As the novel opens, botanist and university professor Grace Stern's world is coming apart. Used to a measurable world of fifty-minute lectures, two-hour labs, a grandmother clinically senile, and a heart-surgeon husband, Grace is thrust into the immeasurable world of lust and violence, of admiration and fear, and of hope and despair. She is, in short, unprepared for a world where, as Dan, one of her students observes, "metaphor is as real as anything else."

Set on the brink of the Gulf War in a politically and religiously conservative landscape, The Measurable World explores both the causes and consequences of colliding worlds. Grace, who is used to surrounding herself with politically active, liberal friends and who herself is a child of the Vietnam anti-war movement, comprehends neither the public's enthusiasm for, nor her husband's enlistment in, the Gulf War anymore than she comprehends his infidelity or her stubborn refusal to forgive him. If the clean, clear, and correct universe she has constructed for herself is incompatible with a world on the brink of war, it is even less compatible with a world in which her war-bound husband is killed, not in the Persian Gulf, but in a local parking lot.

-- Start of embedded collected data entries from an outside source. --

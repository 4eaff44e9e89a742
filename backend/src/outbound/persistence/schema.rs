//! Diesel table definitions.
//!
//! Kept in sync with `backend/migrations` by hand.

diesel::table! {
    users (id) {
        id -> Uuid,
        name -> Varchar,
        age -> Int4,
        created_at -> Timestamptz,
        /// Insertion sequence; orders user listings.
        seq -> Int8,
    }
}

diesel::table! {
    /// Directed edges: `follower_id` follows `user_id`.
    followers (user_id, follower_id) {
        user_id -> Uuid,
        follower_id -> Uuid,
        created_at -> Timestamptz,
        /// Insertion sequence; orders follower listings.
        seq -> Int8,
    }
}

diesel::table! {
    posts (id) {
        id -> Uuid,
        user_id -> Uuid,
        post_text -> Text,
        created_at -> Timestamptz,
        /// Insertion sequence; breaks timestamp ties.
        seq -> Int8,
    }
}

diesel::joinable!(posts -> users (user_id));
diesel::allow_tables_to_appear_in_same_query!(users, followers, posts);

To all this, add Grace's functionally senile grandmother, Imo, who is senile only insofar as she believes what she chooses to believe. Grace might have been able to handle everything happening in her public life had it not been so violently penetrated by her personal one. While the public Grace is a competent teacher, dedicated scientist, and attentive granddaughter, she is also a woman haunted by a student doggedly pursuing her with veiled threats of his own, along with bizarre predictions from a fortune teller. The fortune teller turns out to be Bliss, the live-in girlfriend of the student and the daughter of one of Grace's husband's patients who did not survive heart surgery.

What the novel explores masterfully is the way in which Grace's two worlds—the one she presents to the public and the one she reserves for herself—intersect. Where Grace used to be able to keep things separate, sort them out, compartmentalize them, she is no longer able to. Throughout this novel we are confronted again and again with the fact that the universe is chaotic when we seek order, but orderly when we seek chaos.

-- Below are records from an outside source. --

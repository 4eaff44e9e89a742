//! Print the OpenAPI document as JSON.

use std::io::Write;

use social_backend::ApiDoc;
use utoipa::OpenApi;

fn main() -> color_eyre::Result<()> {
    color_eyre::install()?;
    let json = ApiDoc::openapi().to_pretty_json()?;
    let mut stdout = std::io::stdout().lock();
    writeln!(stdout, "{json}")?;
    Ok(())
}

One of the most telling scenes in the novel involves Grace and her friend Rita, who happens to be a mortician. Rita invites Grace to the embalming of one of Grace's husband's patients. Passionate, unconventional, and wildly erotic, Rita goes about her undertaking business with customary indifference, while cool, controlled, systematic Grace observes weak-kneed and astonished. This particular scene, like so many in the novel, serves to underscore a number of Coles' observations: we are seldom what we pretend to be.

Coles has constructed a story of enormous subtlety, opening in the near-present, moving back into the past, and then forward into the immediate present. In this engaging first novel Coles draws us into a world as indifferent and real as this morning's breakfast, as violent and abrupt as this morning's newspaper, and as incoherent but hopeful as this morning's letter to the editor.